Amostras grátis – tão preferidas pelos próprios médicos para consumo pessoal ou familiar – podem ser formas de apresentar o produto e a bula ao médico, mas também são, desde os primórdios da política da indústria, instrumentos de potenciais vieses de prescrição. Amostras grátis, ademais, podem potencializar o uso exagerado de certas medicações, indicações fora do rigor, com evidentes preocupações para a boa relação custo-risco-benefício. A distribuição de cupons específicos para descontos de medicações pode tornar-se outro mecanismo de vieses de prescrição.
Com o decorrer dos anos, entretanto, houve uma modificação na abordagem empregada pelos representantes, procurando ampliar as fronteiras da lógica comercial com a ética médica. É a justificação dos produtos com forte fundamentação nas evidências científicas, citação de diretrizes e o glamour do último artigo publicado, uma carona “elegante” para caminhar junto aos médicos. Assim, os propagandistas citam séries de estudos com resultados positivos para o emprego de determinado produto, entregam traduções de artigos recentes, opiniões de especialistas, distribuem resumos de congressos.

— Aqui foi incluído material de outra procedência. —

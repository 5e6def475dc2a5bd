// ── Hardware address normalization ──
//
// The control tool is inconsistent about which textual address form it
// accepts, so every address is parsed once into raw octets and rendered
// on demand in any of the six supported layouts.

use std::fmt;
use std::str::FromStr;

use serde::{Deserialize, Serialize};
use strum::{Display, EnumString};

use crate::error::CoreError;

// ── MacFormat ───────────────────────────────────────────────────────

/// Textual layout of a hardware address.
#[derive(
    Debug, Clone, Copy, PartialEq, Eq, Hash, Serialize, Deserialize, Display, EnumString,
)]
#[serde(rename_all = "kebab-case")]
#[strum(serialize_all = "kebab-case")]
pub enum MacFormat {
    /// `AA:BB:CC:DD:EE:FF` (canonical)
    ColonUpper,
    /// `aa:bb:cc:dd:ee:ff`
    ColonLower,
    /// `AA-BB-CC-DD-EE-FF`
    DashUpper,
    /// `aa-bb-cc-dd-ee-ff`
    DashLower,
    /// `AABBCCDDEEFF`
    BareUpper,
    /// `aabbccddeeff`
    BareLower,
}

impl MacFormat {
    /// Every layout, in the order variants are generated and probed.
    pub const ALL: [Self; 6] = [
        Self::ColonUpper,
        Self::ColonLower,
        Self::DashUpper,
        Self::DashLower,
        Self::BareUpper,
        Self::BareLower,
    ];

    fn separator(self) -> &'static str {
        match self {
            Self::ColonUpper | Self::ColonLower => ":",
            Self::DashUpper | Self::DashLower => "-",
            Self::BareUpper | Self::BareLower => "",
        }
    }

    fn uppercase(self) -> bool {
        matches!(self, Self::ColonUpper | Self::DashUpper | Self::BareUpper)
    }
}

// ── MacAddress ──────────────────────────────────────────────────────

/// A Bluetooth hardware address.
///
/// Parsing accepts colon, dash, or separator-free input in either case.
/// `Display` and serde always use the canonical `AA:BB:CC:DD:EE:FF` form.
#[derive(Debug, Clone, Copy, PartialEq, Eq, Hash, Serialize, Deserialize)]
#[serde(try_from = "String", into = "String")]
pub struct MacAddress([u8; 6]);

impl MacAddress {
    pub const fn from_octets(octets: [u8; 6]) -> Self {
        Self(octets)
    }

    /// Parse an address in any supported layout.
    ///
    /// Separators (`:` / `-`) and surrounding whitespace are ignored; the
    /// remaining characters must be exactly 12 hexadecimal digits.
    pub fn parse(input: &str) -> Result<Self, CoreError> {
        let mut nibbles = Vec::with_capacity(12);
        for ch in input.trim().chars() {
            match ch {
                ':' | '-' => {}
                c => {
                    let digit = c
                        .to_digit(16)
                        .ok_or_else(|| CoreError::invalid_address(input))?;
                    nibbles.push(u8::try_from(digit).map_err(|_| CoreError::invalid_address(input))?);
                }
            }
        }

        if nibbles.len() != 12 {
            return Err(CoreError::invalid_address(input));
        }

        let mut octets = [0u8; 6];
        for (octet, pair) in octets.iter_mut().zip(nibbles.chunks_exact(2)) {
            *octet = (pair[0] << 4) | pair[1];
        }
        Ok(Self(octets))
    }

    pub const fn octets(&self) -> [u8; 6] {
        self.0
    }

    /// Render the address in a specific layout.
    pub fn format(&self, style: MacFormat) -> String {
        self.0
            .iter()
            .map(|b| {
                if style.uppercase() {
                    format!("{b:02X}")
                } else {
                    format!("{b:02x}")
                }
            })
            .collect::<Vec<_>>()
            .join(style.separator())
    }

    /// The canonical colon-separated uppercase form.
    pub fn canonical(&self) -> String {
        self.format(MacFormat::ColonUpper)
    }

    /// All six layouts, in [`MacFormat::ALL`] order.
    pub fn variants(&self) -> Vec<(MacFormat, String)> {
        MacFormat::ALL
            .iter()
            .map(|&style| (style, self.format(style)))
            .collect()
    }
}

impl fmt::Display for MacAddress {
    fn fmt(&self, f: &mut fmt::Formatter<'_>) -> fmt::Result {
        f.write_str(&self.canonical())
    }
}

impl FromStr for MacAddress {
    type Err = CoreError;

    fn from_str(s: &str) -> Result<Self, Self::Err> {
        Self::parse(s)
    }
}

impl TryFrom<String> for MacAddress {
    type Error = CoreError;

    fn try_from(value: String) -> Result<Self, Self::Error> {
        Self::parse(&value)
    }
}

impl From<MacAddress> for String {
    fn from(mac: MacAddress) -> Self {
        mac.canonical()
    }
}

#[cfg(test)]
#[allow(clippy::unwrap_used)]
mod tests {
    use super::*;

    #[test]
    fn parses_every_layout_to_the_same_address() {
        let inputs = [
            "AA:BB:CC:DD:EE:0F",
            "aa:bb:cc:dd:ee:0f",
            "AA-BB-CC-DD-EE-0F",
            "aa-bb-cc-dd-ee-0f",
            "AABBCCDDEE0F",
            "aabbccddee0f",
            "  Aa:bB:cc:DD:ee:0f\n",
        ];
        for input in inputs {
            let mac = MacAddress::parse(input).unwrap();
            assert_eq!(mac.canonical(), "AA:BB:CC:DD:EE:0F", "input: {input:?}");
        }
    }

    #[test]
    fn variants_follow_fixed_order() {
        let mac: MacAddress = "a1b2c3d4e5f6".parse().unwrap();
        let rendered: Vec<String> = mac.variants().into_iter().map(|(_, s)| s).collect();
        assert_eq!(
            rendered,
            vec![
                "A1:B2:C3:D4:E5:F6",
                "a1:b2:c3:d4:e5:f6",
                "A1-B2-C3-D4-E5-F6",
                "a1-b2-c3-d4-e5-f6",
                "A1B2C3D4E5F6",
                "a1b2c3d4e5f6",
            ]
        );
    }

    #[test]
    fn variants_renormalize_to_canonical() {
        // Walk a spread of octet patterns rather than a single fixture.
        for seed in 0u8..=255 {
            let octets = [
                seed,
                seed.wrapping_mul(7),
                seed.wrapping_add(91),
                !seed,
                seed.rotate_left(3),
                seed ^ 0x5a,
            ];
            let mac = MacAddress::from_octets(octets);
            for (_, variant) in mac.variants() {
                assert_eq!(MacAddress::parse(&variant).unwrap(), mac);
                assert_eq!(MacAddress::parse(&variant).unwrap().canonical(), mac.canonical());
            }
        }
    }

    #[test]
    fn rejects_wrong_digit_count() {
        assert!(MacAddress::parse("AA:BB:CC:DD:EE").is_err());
        assert!(MacAddress::parse("AA:BB:CC:DD:EE:FF:00").is_err());
        assert!(MacAddress::parse("").is_err());
    }

    #[test]
    fn rejects_non_hex_characters() {
        let err = MacAddress::parse("GG:BB:CC:DD:EE:FF").unwrap_err();
        assert!(matches!(err, CoreError::InvalidAddressFormat { ref input } if input == "GG:BB:CC:DD:EE:FF"));
        assert!(MacAddress::parse("AA.BB.CC.DD.EE.FF").is_err());
    }

    #[test]
    fn serde_uses_canonical_string() {
        let mac: MacAddress = "aa-bb-cc-dd-ee-ff".parse().unwrap();
        let json = serde_json::to_string(&mac).unwrap();
        assert_eq!(json, "\"AA:BB:CC:DD:EE:FF\"");
        let back: MacAddress = serde_json::from_str("\"aabbccddeeff\"").unwrap();
        assert_eq!(back, mac);
    }
}
//! Clap derive structures for the `stereofix` CLI.
//!
//! Defines the complete command tree, global flags, and shared types.

use std::time::Duration;

use clap::{Args, Parser, Subcommand, ValueEnum};

// ── Top-Level CLI ────────────────────────────────────────────────────

/// stereofix -- bring a Bluetooth headset back to stereo audio
#[derive(Debug, Parser)]
#[command(
    name = "stereofix",
    version,
    about = "Restore high-quality stereo audio on a Bluetooth headset",
    long_about = "Detects a headset stuck in the low-quality call profile and forces\n\
        the audio stack to renegotiate by cycling the connection, falling back\n\
        to alternate strategies when a plain reconnect does not help.",
    propagate_version = true,
    subcommand_required = true,
    arg_required_else_help = true
)]
pub struct Cli {
    #[command(flatten)]
    pub global: GlobalOpts,

    #[command(subcommand)]
    pub command: Command,
}

// ── Global Options ───────────────────────────────────────────────────

#[derive(Debug, Args)]
pub struct GlobalOpts {
    /// Device profile to use
    #[arg(long, short = 'd', env = "STEREOFIX_DEVICE", global = true)]
    pub device: Option<String>,

    /// Output format
    #[arg(
        long,
        short = 'o',
        env = "STEREOFIX_OUTPUT",
        default_value = "table",
        global = true
    )]
    pub output: OutputFormat,

    /// When to use color output
    #[arg(long, default_value = "auto", global = true)]
    pub color: ColorMode,

    /// Increase verbosity (-v, -vv, -vvv)
    #[arg(long, short = 'v', action = clap::ArgAction::Count, global = true)]
    pub verbose: u8,

    /// Suppress non-error output
    #[arg(long, short = 'q', global = true)]
    pub quiet: bool,

    /// Per-command timeout in seconds (overrides config)
    #[arg(long, env = "STEREOFIX_TIMEOUT", global = true)]
    pub timeout: Option<u64>,
}

// ── Output & Color Enums ─────────────────────────────────────────────

#[derive(Debug, Clone, Copy, ValueEnum)]
pub enum OutputFormat {
    /// Pretty table (default, interactive)
    Table,
    /// Pretty-printed JSON
    Json,
    /// Compact single-line JSON
    JsonCompact,
    /// YAML
    Yaml,
    /// Plain text, one value per line (scripting)
    Plain,
}

#[derive(Debug, Clone, Copy, ValueEnum)]
pub enum ColorMode {
    /// Auto-detect (color if terminal is interactive)
    Auto,
    /// Always emit color codes
    Always,
    /// Never emit color codes
    Never,
}

#[derive(Debug, Clone, Copy, ValueEnum)]
pub enum FallbackModeArg {
    /// Only the least invasive strategy that can run
    Smart,
    /// Every available strategy in order until one works
    Exhaustive,
}

// ── Top-Level Command Enum ───────────────────────────────────────────

#[derive(Debug, Subcommand)]
pub enum Command {
    /// Detect the call profile and cycle the connection until stereo returns
    #[command(alias = "f")]
    Fix(FixArgs),

    /// Show the connection state of a headset
    #[command(alias = "st")]
    Status(StatusArgs),

    /// List known Bluetooth devices
    #[command(alias = "ls")]
    Discover(DiscoverArgs),

    /// Manage CLI configuration and device profiles
    Config(ConfigArgs),

    /// Generate shell completions
    Completions(CompletionsArgs),
}

// ━━━━━━━━━━━━━━━━━━━━━━━━━━━━━━━━━━━━━━━━━━━━━━━━━━━━━━━━━━━━━━━━━━
//  FIX
// ━━━━━━━━━━━━━━━━━━━━━━━━━━━━━━━━━━━━━━━━━━━━━━━━━━━━━━━━━━━━━━━━━━

#[derive(Debug, Args)]
pub struct FixArgs {
    /// Headset address (overrides the profile)
    #[arg(long, short = 'a')]
    pub address: Option<String>,

    /// Headset name as shown in the audio output list
    #[arg(long, short = 'n')]
    pub name: Option<String>,

    /// Maximum disconnect/reconnect cycles
    #[arg(long, value_parser = clap::value_parser!(u32).range(1..))]
    pub attempts: Option<u32>,

    /// Wait after disconnecting (e.g. "3s", "1500ms")
    #[arg(long, value_parser = humantime::parse_duration)]
    pub disconnect_wait: Option<Duration>,

    /// Wait after reconnecting before verifying
    #[arg(long, value_parser = humantime::parse_duration)]
    pub reconnect_wait: Option<Duration>,

    /// Stop after the primary cycle; never try fallback strategies
    #[arg(long)]
    pub no_fallback: bool,

    /// How fallback strategies are selected
    #[arg(long)]
    pub fallback_mode: Option<FallbackModeArg>,

    /// Walk every phase and log intended actions without changing anything
    #[arg(long)]
    pub dry_run: bool,
}

// ━━━━━━━━━━━━━━━━━━━━━━━━━━━━━━━━━━━━━━━━━━━━━━━━━━━━━━━━━━━━━━━━━━
//  STATUS
// ━━━━━━━━━━━━━━━━━━━━━━━━━━━━━━━━━━━━━━━━━━━━━━━━━━━━━━━━━━━━━━━━━━

#[derive(Debug, Args)]
pub struct StatusArgs {
    /// Headset address (defaults to the active profile's address)
    pub address: Option<String>,

    /// Include every probe source's answer
    #[arg(long)]
    pub detailed: bool,
}

// ━━━━━━━━━━━━━━━━━━━━━━━━━━━━━━━━━━━━━━━━━━━━━━━━━━━━━━━━━━━━━━━━━━
//  DISCOVER
// ━━━━━━━━━━━━━━━━━━━━━━━━━━━━━━━━━━━━━━━━━━━━━━━━━━━━━━━━━━━━━━━━━━

#[derive(Debug, Args)]
pub struct DiscoverArgs {
    /// Only devices whose name contains this text (repeatable)
    #[arg(long = "match", short = 'm')]
    pub matches: Vec<String>,

    /// Only devices that are currently connected
    #[arg(long)]
    pub connected: bool,
}

// ━━━━━━━━━━━━━━━━━━━━━━━━━━━━━━━━━━━━━━━━━━━━━━━━━━━━━━━━━━━━━━━━━━
//  CONFIG
// ━━━━━━━━━━━━━━━━━━━━━━━━━━━━━━━━━━━━━━━━━━━━━━━━━━━━━━━━━━━━━━━━━━

#[derive(Debug, Args)]
pub struct ConfigArgs {
    #[command(subcommand)]
    pub command: ConfigCommand,
}

#[derive(Debug, Subcommand)]
pub enum ConfigCommand {
    /// Create a device profile with guided setup
    Init,

    /// Display current resolved configuration
    Show,

    /// Set a configuration value
    Set {
        /// Config key: a device field ("address", "name", "max_attempts")
        /// or a global one prefixed with "defaults." or "tools."
        key: String,

        /// Value to set
        value: String,
    },

    /// List configured device profiles
    Devices,

    /// Set the default device profile
    Use {
        /// Profile name to set as default
        name: String,
    },

    /// Print the config file location
    Path,
}

// ━━━━━━━━━━━━━━━━━━━━━━━━━━━━━━━━━━━━━━━━━━━━━━━━━━━━━━━━━━━━━━━━━━
//  COMPLETIONS
// ━━━━━━━━━━━━━━━━━━━━━━━━━━━━━━━━━━━━━━━━━━━━━━━━━━━━━━━━━━━━━━━━━━

#[derive(Debug, Args)]
pub struct CompletionsArgs {
    /// Shell to generate completions for
    pub shell: clap_complete::Shell,
}
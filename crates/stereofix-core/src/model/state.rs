// ── Connection state and probe evidence ──

use serde::{Deserialize, Serialize};
use strum::{Display, EnumString};

/// Connection and audio-profile state of the target device.
///
/// Recomputed on every query; the device can change state at any time
/// outside this process.
#[derive(
    Debug, Clone, Copy, PartialEq, Eq, Hash, Default, Serialize, Deserialize, Display, EnumString,
)]
#[serde(rename_all = "kebab-case")]
#[strum(serialize_all = "kebab-case")]
pub enum ConnectionState {
    #[default]
    Unknown,
    Disconnected,
    /// Connected, profile not determinable.
    Connected,
    /// Connected on the stereo profile (A2DP).
    ConnectedHighQuality,
    /// Connected on the call profile (HFP/HSP).
    ConnectedLowQuality,
}

impl ConnectionState {
    pub fn is_connected(self) -> bool {
        matches!(
            self,
            Self::Connected | Self::ConnectedHighQuality | Self::ConnectedLowQuality
        )
    }

    /// Whether this state counts as a successful recovery.
    ///
    /// Plain `Connected` qualifies because most probe sources cannot see the
    /// active profile at all.
    pub fn is_restored(self) -> bool {
        matches!(self, Self::Connected | Self::ConnectedHighQuality)
    }
}

/// Audio profile hint extracted from free-text tool output.
#[derive(Debug, Clone, Copy, PartialEq, Eq, Serialize, Deserialize, Display)]
#[serde(rename_all = "kebab-case")]
#[strum(serialize_all = "kebab-case")]
pub enum ProfileHint {
    HighQuality,
    LowQuality,
}

impl ProfileHint {
    pub fn connected_state(hint: Option<Self>) -> ConnectionState {
        match hint {
            Some(Self::HighQuality) => ConnectionState::ConnectedHighQuality,
            Some(Self::LowQuality) => ConnectionState::ConnectedLowQuality,
            None => ConnectionState::Connected,
        }
    }
}

/// Identifies a read-only probe source, in consultation order.
#[derive(
    Debug, Clone, Copy, PartialEq, Eq, Hash, Serialize, Deserialize, Display, EnumString,
)]
#[serde(rename_all = "kebab-case")]
#[strum(serialize_all = "kebab-case")]
pub enum ProbeSource {
    /// Bluetooth control tool (`blueutil`).
    Control,
    /// System device inventory (`system_profiler`).
    Inventory,
    /// Audio output inventory (`SwitchAudioSource`).
    Audio,
}

impl ProbeSource {
    pub const ALL: [Self; 3] = [Self::Control, Self::Inventory, Self::Audio];
}

/// How much weight a probe judgment carries.
#[derive(Debug, Clone, Copy, PartialEq, Eq, PartialOrd, Ord, Serialize, Deserialize, Display)]
#[serde(rename_all = "kebab-case")]
#[strum(serialize_all = "kebab-case")]
pub enum Confidence {
    None,
    Low,
    Medium,
    High,
}

/// Outcome of consulting a single probe source.
///
/// A source that could not run contributes `judgment: None`, never a
/// negative judgment.
#[derive(Debug, Clone, PartialEq, Eq, Serialize)]
pub struct ProbeResult {
    pub source: ProbeSource,
    /// Raw tool response (or the reason the source was skipped).
    pub raw: String,
    pub judgment: Option<ConnectionState>,
    pub confidence: Confidence,
}

impl ProbeResult {
    pub fn judged(
        source: ProbeSource,
        raw: impl Into<String>,
        state: ConnectionState,
        confidence: Confidence,
    ) -> Self {
        Self {
            source,
            raw: raw.into(),
            judgment: Some(state),
            confidence,
        }
    }

    pub fn inconclusive(source: ProbeSource, raw: impl Into<String>) -> Self {
        Self {
            source,
            raw: raw.into(),
            judgment: None,
            confidence: Confidence::None,
        }
    }

    pub fn is_positive(&self) -> bool {
        self.judgment.is_some_and(ConnectionState::is_connected)
    }
}

#[cfg(test)]
mod tests {
    use super::*;

    #[test]
    fn restored_includes_plain_connected() {
        assert!(ConnectionState::Connected.is_restored());
        assert!(ConnectionState::ConnectedHighQuality.is_restored());
        assert!(!ConnectionState::ConnectedLowQuality.is_restored());
        assert!(!ConnectionState::Disconnected.is_restored());
        assert!(!ConnectionState::Unknown.is_restored());
    }

    #[test]
    fn low_quality_still_counts_as_connected() {
        assert!(ConnectionState::ConnectedLowQuality.is_connected());
        assert!(!ConnectionState::Unknown.is_connected());
    }

    #[test]
    fn state_display_is_kebab_case() {
        assert_eq!(
            ConnectionState::ConnectedLowQuality.to_string(),
            "connected-low-quality"
        );
    }
}
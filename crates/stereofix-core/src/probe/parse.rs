// ── Tool output parsers ──
//
// Each external source prints free text. The fragile string matching
// lives here, behind small pure functions that return typed judgments,
// so the prober and discovery never look at raw output themselves.

use crate::model::{MacAddress, ProfileHint};
use crate::runner::{CommandOutput, CommandStatus};

// ── Control tool (blueutil) ─────────────────────────────────────────

/// Interpretation of a `--is-connected` query.
#[derive(Debug, Clone, Copy, PartialEq, Eq)]
pub enum ControlReply {
    Connected,
    Disconnected,
    /// The tool ran but refused the query, typically over address format.
    Rejected,
    /// The tool could not be run at all; other formats will not help.
    Unavailable,
}

pub fn parse_control_status(output: &CommandOutput) -> ControlReply {
    match output.status {
        CommandStatus::Exited(Some(0)) => match output.stdout.trim() {
            "1" => ControlReply::Connected,
            "0" => ControlReply::Disconnected,
            _ => ControlReply::Rejected,
        },
        CommandStatus::Exited(_) => ControlReply::Rejected,
        CommandStatus::NotFound | CommandStatus::TimedOut | CommandStatus::SpawnFailed(_) => {
            ControlReply::Unavailable
        }
    }
}

/// One line of `blueutil --paired` output.
#[derive(Debug, Clone, PartialEq, Eq)]
pub struct PairedEntry {
    pub address: MacAddress,
    pub name: String,
    pub connected: bool,
}

/// Parse `blueutil --paired` output:
///
/// ```text
/// address: aa-bb-cc-dd-ee-ff, connected (master, -52 dBm), not favourite, paired, name: "WH-1000XM4", recent access date: ...
/// ```
pub fn parse_paired_listing(text: &str) -> Vec<PairedEntry> {
    text.lines()
        .filter_map(|line| {
            let rest = line.trim().strip_prefix("address: ")?;
            let (raw_address, rest) = rest.split_once(',')?;
            let address = MacAddress::parse(raw_address).ok()?;
            let rest = rest.trim_start();
            let connected = rest.starts_with("connected");
            let name = rest
                .find("name: \"")
                .and_then(|start| {
                    let tail = &rest[start + "name: \"".len()..];
                    tail.find('"').map(|end| tail[..end].to_owned())
                })
                .unwrap_or_default();
            Some(PairedEntry {
                address,
                name,
                connected,
            })
        })
        .collect()
}

// ── System inventory (system_profiler SPBluetoothDataType) ──────────

/// A device entry from the inventory listing.
#[derive(Debug, Clone, PartialEq, Eq)]
pub struct InventoryEntry {
    pub name: String,
    pub address: MacAddress,
    /// `Some` when the entry sat under a connected/not-connected section or
    /// carried an explicit `Connected: Yes/No` line.
    pub connected: Option<bool>,
    pub profile: Option<ProfileHint>,
}

#[derive(Debug, Clone, Copy, PartialEq, Eq)]
enum Section {
    Connected,
    NotConnected,
    Paired,
}

struct PendingEntry {
    name: String,
    indent: usize,
    section: Section,
    address: Option<MacAddress>,
    connected_flag: Option<bool>,
    details: Vec<String>,
}

impl PendingEntry {
    fn finish(self) -> Option<InventoryEntry> {
        let address = self.address?;
        let connected = match self.section {
            Section::Connected => Some(true),
            Section::NotConnected => Some(false),
            Section::Paired => self.connected_flag,
        };
        Some(InventoryEntry {
            name: self.name,
            address,
            connected,
            profile: profile_hint(&self.details.join(" ")),
        })
    }
}

/// Parse the indented inventory listing.
///
/// Recognizes both layouts the inventory tool has used: `Connected:` /
/// `Not Connected:` sections, and a single `Devices (Paired, ...)`
/// section whose entries carry `Connected: Yes|No` lines.
pub fn parse_inventory(text: &str) -> Vec<InventoryEntry> {
    let mut entries = Vec::new();
    let mut section: Option<(Section, usize)> = None;
    let mut current: Option<PendingEntry> = None;

    for line in text.lines() {
        let trimmed = line.trim();
        if trimmed.is_empty() {
            continue;
        }
        let indent = line.len() - line.trim_start().len();

        if let Some(label) = trimmed.strip_suffix(':') {
            let heading = match label {
                "Connected" => Some(Section::Connected),
                "Not Connected" => Some(Section::NotConnected),
                l if l.starts_with("Devices") || l == "Paired Devices" => Some(Section::Paired),
                _ => None,
            };

            if let Some(kind) = heading {
                entries.extend(current.take().and_then(PendingEntry::finish));
                section = Some((kind, indent));
                continue;
            }

            match section {
                Some((kind, section_indent)) if indent > section_indent => {
                    // Headers nested inside an entry belong to that entry.
                    if current.as_ref().is_some_and(|e| indent > e.indent) {
                        if let Some(entry) = current.as_mut() {
                            entry.details.push(label.to_owned());
                        }
                        continue;
                    }
                    entries.extend(current.take().and_then(PendingEntry::finish));
                    current = Some(PendingEntry {
                        name: label.to_owned(),
                        indent,
                        section: kind,
                        address: None,
                        connected_flag: None,
                        details: Vec::new(),
                    });
                }
                _ => {
                    entries.extend(current.take().and_then(PendingEntry::finish));
                    section = None;
                }
            }
            continue;
        }

        let Some(entry) = current.as_mut() else {
            continue;
        };
        if indent <= entry.indent {
            continue;
        }
        let Some((key, value)) = trimmed.split_once(':') else {
            entry.details.push(trimmed.to_owned());
            continue;
        };
        let value = value.trim();
        match key.trim() {
            "Address" => entry.address = MacAddress::parse(value).ok(),
            "Connected" => entry.connected_flag = parse_yes_no(value),
            _ => entry.details.push(format!("{key} {value}")),
        }
    }

    entries.extend(current.take().and_then(PendingEntry::finish));
    entries
}

fn parse_yes_no(value: &str) -> Option<bool> {
    match value.to_ascii_lowercase().as_str() {
        "yes" | "true" | "1" => Some(true),
        "no" | "false" | "0" => Some(false),
        _ => None,
    }
}

/// Best-effort profile detection from free text.
///
/// Only an unambiguous mention counts: text naming both stereo and call
/// profiles (a capability list, usually) yields `None`.
pub fn profile_hint(text: &str) -> Option<ProfileHint> {
    const HIGH: [&str; 5] = ["A2DP", "AAC", "SBC", "APTX", "LDAC"];
    const LOW: [&str; 6] = ["HFP", "HSP", "HANDS-FREE", "HANDSFREE", "MSBC", "CVSD"];

    let upper = text.to_ascii_uppercase();
    let tokens: Vec<&str> = upper
        .split(|c: char| !(c.is_ascii_alphanumeric() || c == '-'))
        .filter(|t| !t.is_empty())
        .collect();

    let high = tokens.iter().any(|t| HIGH.contains(t));
    let low = tokens.iter().any(|t| LOW.contains(t));
    match (high, low) {
        (true, false) => Some(ProfileHint::HighQuality),
        (false, true) => Some(ProfileHint::LowQuality),
        _ => None,
    }
}

// ── Audio outputs (SwitchAudioSource -a) ────────────────────────────

/// Parse a device list, one name per line, dropping `(output)` suffixes.
pub fn parse_audio_devices(text: &str) -> Vec<String> {
    text.lines()
        .map(str::trim)
        .filter(|l| !l.is_empty())
        .map(|l| {
            l.strip_suffix("(output)")
                .or_else(|| l.strip_suffix("(input)"))
                .unwrap_or(l)
                .trim_end()
                .to_owned()
        })
        .collect()
}

/// Compare device names the way the OS presents them: case-insensitive,
/// with typographic apostrophes folded.
pub fn names_match(a: &str, b: &str) -> bool {
    fold_name(a) == fold_name(b)
}

/// Case-insensitive substring test with the same folding as [`names_match`].
pub fn name_contains(name: &str, fragment: &str) -> bool {
    fold_name(name).contains(&fold_name(fragment))
}

fn fold_name(name: &str) -> String {
    name.trim()
        .chars()
        .map(|c| match c {
            '\u{2019}' | '\u{2018}' => '\'',
            other => other,
        })
        .collect::<String>()
        .to_lowercase()
}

Enfim, o médico pode ser convencido pelo propagandista a prescrever determinado medicamento por várias qualificações de abordagens. Quais os possíveis efeitos colaterais dessa relação médico - propagandista? De um lado, a satisfação pelo aumento das vendas, de outro a perda da crítica para tomar determinadas atitudes médicas. Os efeitos colaterais são predominantemente sobre os pacientes, em relação a aspectos de morbi-mortalidade e financeiros.
Obviamente, a indústria farmacêutica é fundamental para o desenvolvimento de substâncias que melhorem a qualidade de vida e diminuam mortalidade de diversas doenças. Também é óbvio que o médico deve estar atualizado e se esforçar para proporcionar aos pacientes o que há de melhor. O relacionamento médico – indústria é fundamental para o melhor cuidado do paciente e avanço técnico/científico. Mas é preciso muita cautela para que os compromissos do médico sejam preservados no contato com o ideal da óptica da indústria. Uma forma de equilibrar esta relação entre ética médica e lógica comercial é refletir segundo os quatro princípios da bioética: autonomia do médico para prescrever e do propagandista para convencer, segundo critérios moralmente aceitos; beneficência (pelo compartilhamento do entendimento de dimensão do efeito e estimativa de precisão); não maleficência (pelos ajustes individualizados); e justiça (com atenção à responsabilidade social de cada profissional).